Collected data
· · · · ·

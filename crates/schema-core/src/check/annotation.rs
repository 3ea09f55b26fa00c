//! Annotation and constructor argument checks

use super::Checker;
use crate::diagnostics::{arity_error, type_mismatch_error, Diagnostic, DiagnosticCode, SuggestedFix};
use crate::resolve::{is_standard_library_name, Definition};
use crate::syntax::{NodeId, NodeKind};

impl Checker<'_> {
    /// `[T]`, `[T(a, b)]` or `[T(x = a, y = b)]`
    pub(super) fn annotation(&mut self, node: NodeId) {
        let tree = self.tree;
        let Some(type_ref) = tree
            .child(node, 0)
            .filter(|&c| tree.kind(c) == NodeKind::TypeNameRef)
        else {
            return;
        };
        let target = self.resolver.resolve(tree, node, tree.text(type_ref));

        let qualifiers: Vec<NodeId> = tree
            .children_of_kind(node, NodeKind::AnnotationQualifier)
            .collect();
        let array = tree.first_child_of_kind(node, NodeKind::FieldArray);

        let incomplete = tree.is_incomplete(node)
            || array.is_some_and(|a| tree.is_incomplete(a))
            || qualifiers.iter().any(|&q| tree.is_incomplete(q));
        if incomplete || (qualifiers.is_empty() && array.is_none()) {
            self.target_exists(type_ref, target.as_ref());
            if target.is_some() {
                self.set_aside_arguments(node);
            }
        } else if let Some(array) = array {
            self.positional_arguments(node, type_ref, target, array);
        } else {
            self.named_arguments(node, type_ref, target, &qualifiers);
        }
    }

    /// `T(a, b)` used as a value
    pub(super) fn new_instance(&mut self, node: NodeId) {
        let tree = self.tree;
        let Some(name) = tree.first_child_of_kind(node, NodeKind::NewInstanceName) else {
            return;
        };
        let target = self.resolver.resolve(tree, node, tree.text(name));

        match tree.first_child_of_kind(node, NodeKind::FieldArray) {
            Some(array) if !tree.is_incomplete(node) && !tree.is_incomplete(array) => {
                self.positional_arguments(node, name, target, array);
            }
            _ => {
                self.target_exists(name, target.as_ref());
                if target.is_some() {
                    self.set_aside_arguments(node);
                }
            }
        }
    }

    /// Mark the bare references among arguments that will not be matched
    /// against fields, so they are not looked up without an expected type.
    /// Nested constructors check their own arguments.
    fn set_aside_arguments(&mut self, node: NodeId) {
        let tree = self.tree;
        let mut stack: Vec<NodeId> = tree.children(node).to_vec();
        while let Some(current) = stack.pop() {
            match tree.kind(current) {
                NodeKind::EnumOrInstanceRef => {
                    self.judged.insert(current);
                }
                NodeKind::NewInstance => {}
                _ => stack.extend_from_slice(tree.children(current)),
            }
        }
    }

    fn target_exists(&mut self, name: NodeId, target: Option<&Definition>) {
        let tree = self.tree;
        let text = tree.text(name);
        if target.is_none() && !is_standard_library_name(tree, text) {
            self.unresolved(name, format!("Unable to find type {}", text));
        }
    }

    /// Resolve the target and require it to be instantiable
    fn instantiable_target(&mut self, name: NodeId, target: Option<Definition>) -> Option<Definition> {
        let tree = self.tree;
        let Some(target) = target else {
            self.target_exists(name, None);
            return None;
        };
        if !target.is_instantiable() {
            self.push(type_mismatch_error(
                tree,
                name,
                format!(
                    "'{}' does not name a type or component (found {})",
                    tree.text(name),
                    target.kind()
                ),
            ));
            return None;
        }
        Some(target)
    }

    fn positional_arguments(
        &mut self,
        node: NodeId,
        name: NodeId,
        target: Option<Definition>,
        array: NodeId,
    ) {
        let Some(target) = self.instantiable_target(name, target) else {
            return;
        };
        let tree = self.tree;
        let arguments: Vec<NodeId> = tree.value_children(array).collect();
        let fields = target.tree().ordered_fields(target.node());
        if fields.len() != arguments.len() {
            self.push(arity_error(tree, node, fields.len(), arguments.len()));
            self.set_aside_arguments(array);
            return;
        }

        for (&argument, &field) in arguments.iter().zip(&fields) {
            if let Some(field_type) = target.tree().field_type(field) {
                self.check_field(argument, target.tree(), field_type);
            }
        }
    }

    fn named_arguments(
        &mut self,
        node: NodeId,
        name: NodeId,
        target: Option<Definition>,
        qualifiers: &[NodeId],
    ) {
        let Some(target) = self.instantiable_target(name, target) else {
            return;
        };
        let tree = self.tree;
        let fields = target.tree().ordered_fields(target.node());
        if fields.len() != qualifiers.len() {
            self.push(arity_error(tree, node, fields.len(), qualifiers.len()));
            for &qualifier in qualifiers {
                self.set_aside_arguments(qualifier);
            }
            return;
        }

        for (&qualifier, &field) in qualifiers.iter().zip(&fields) {
            let Some(field_ref) = tree.first_child_of_kind(qualifier, NodeKind::FieldRef) else {
                continue;
            };
            let written = tree.text(field_ref);
            let declared = target.tree().field_name(field).unwrap_or_default();
            if written != declared {
                let diagnostic = Diagnostic::error(
                    DiagnosticCode::NameMismatch,
                    format!(
                        "Invalid field name '{}' found. Did you mean '{}'?",
                        written, declared
                    ),
                )
                .at(tree, field_ref)
                .with_fix(SuggestedFix {
                    description: format!("rename to '{}'", declared),
                    replacement: declared.to_string(),
                    range: tree.range(field_ref),
                });
                self.push(diagnostic);
            }

            let value = tree.value_children(qualifier).find(|&c| c != field_ref);
            if let (Some(value), Some(field_type)) = (value, target.tree().field_type(field)) {
                self.check_field(value, target.tree(), field_type);
            }
        }
    }
}

#[cfg(test)]
mod tests {
    use std::path::PathBuf;
    use std::sync::Arc;

    use crate::check::check_file;
    use crate::diagnostics::{Diagnostic, DiagnosticCode};
    use crate::parser::parse;
    use crate::resolve::{MemoryFs, Resolver};

    fn check(source: &str) -> Vec<Diagnostic> {
        let tree = Arc::new(parse(source));
        check_file(&tree, &Resolver::local())
    }

    const CONFIG: &str = "type Config { int32 speed = 1; string label = 2; }\n";

    #[test]
    fn test_positional_arity() {
        let diags = check(&format!("{}[Config(1)] type X {{}}", CONFIG));
        assert_eq!(diags.len(), 1);
        assert_eq!(diags[0].code, DiagnosticCode::ArityMismatch);
        assert!(diags[0].message.to_lowercase().contains("expected 2 found 1"));
    }

    #[test]
    fn test_named_arguments_in_field_order() {
        let diags = check(&format!("{}[Config(speed = 1, label = \"x\")] type X {{}}", CONFIG));
        assert!(diags.is_empty(), "{:?}", diags);
    }

    #[test]
    fn test_named_argument_wrong_name() {
        let diags = check(&format!("{}[Config(sped = 1, label = \"x\")] type X {{}}", CONFIG));
        assert_eq!(diags.len(), 1);
        assert_eq!(diags[0].code, DiagnosticCode::NameMismatch);
        assert_eq!(
            diags[0].suggested_fix.as_ref().map(|f| f.replacement.as_str()),
            Some("speed")
        );
    }

    #[test]
    fn test_named_argument_value_type() {
        let diags = check(&format!("{}[Config(speed = \"fast\", label = \"x\")] type X {{}}", CONFIG));
        assert_eq!(diags.len(), 1);
        assert_eq!(diags[0].code, DiagnosticCode::TypeMismatch);
    }

    #[test]
    fn test_bare_annotation_only_resolves() {
        assert!(check(&format!("{}[Config] type X {{}}", CONFIG)).is_empty());
        let diags = check("[Nowhere] type X {}");
        assert_eq!(diags.len(), 1);
        assert_eq!(diags[0].code, DiagnosticCode::UnresolvedReference);
    }

    #[test]
    fn test_enum_target_is_mismatch() {
        let diags = check("enum E { A = 0; }\n[E(1)] type X {}");
        assert_eq!(diags.len(), 1);
        assert_eq!(diags[0].code, DiagnosticCode::TypeMismatch);
    }

    #[test]
    fn test_constructor_arity() {
        let source = "type Vec { double x = 1; double y = 2; }\ntype Holder { Vec v = 1; }\n\
                      [Holder(Vec(1.0))] type X {}";
        let diags = check(source);
        assert_eq!(diags.len(), 1);
        assert!(diags[0].message.contains("Expected 2 found 1"));
    }

    #[test]
    fn test_arity_mismatch_does_not_judge_arguments() {
        let source = "enum Color { RED = 0; GREEN = 1; }\ntype Paint { Color c = 1; }\n\
                      [Paint(GREEN, 1)] type X {}\n\
                      [Paint(c = GREEN, n = RED)] type Y {}";
        let codes: Vec<DiagnosticCode> = check(source).iter().map(|d| d.code).collect();
        assert_eq!(codes, vec![DiagnosticCode::ArityMismatch, DiagnosticCode::ArityMismatch]);
    }

    #[test]
    fn test_nested_constructor_still_checked_after_arity_mismatch() {
        let source = "enum Color { RED = 0; }\ntype Tint { Color c = 1; }\n\
                      type Pair { Tint a = 1; }\n\
                      [Pair(Tint(BLUE), 2)] type X {}";
        let messages: Vec<String> = check(source).into_iter().map(|d| d.message).collect();
        assert_eq!(
            messages,
            vec![
                "Invalid parameter count. Expected 1 found 2".to_string(),
                "Invalid type BLUE. Expected enum-type: 'Color'".to_string(),
            ]
        );
    }

    #[test]
    fn test_annotation_on_imported_type() {
        let fs = MemoryFs::new().with_file(
            "/schema/lib/config.schema",
            "package lib;\nenum Mode { FAST = 0; SLOW = 1; }\ntype Config { Mode mode = 1; int32 level = 2; }",
        );
        let roots = vec![PathBuf::from("/schema")];
        let resolver = Resolver::new(&fs, &roots);
        let good = Arc::new(parse(
            "import \"lib/config.schema\";\n[lib.Config(lib.Mode.FAST, 3)] type X {}",
        ));
        assert!(check_file(&good, &resolver).is_empty());

        let bad = Arc::new(parse(
            "import \"lib/config.schema\";\n[lib.Config(lib.Mode.FAST, \"three\")] type X {}",
        ));
        let diags = check_file(&bad, &resolver);
        assert_eq!(diags.len(), 1);
        assert_eq!(diags[0].code, DiagnosticCode::TypeMismatch);
    }
}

· · · · ·

* **WHAT YOU ARE ASKED TO DO**
Among the lines of the data above, count those containing the word "Paint" and report the total alone.

* **SOLUTION**
3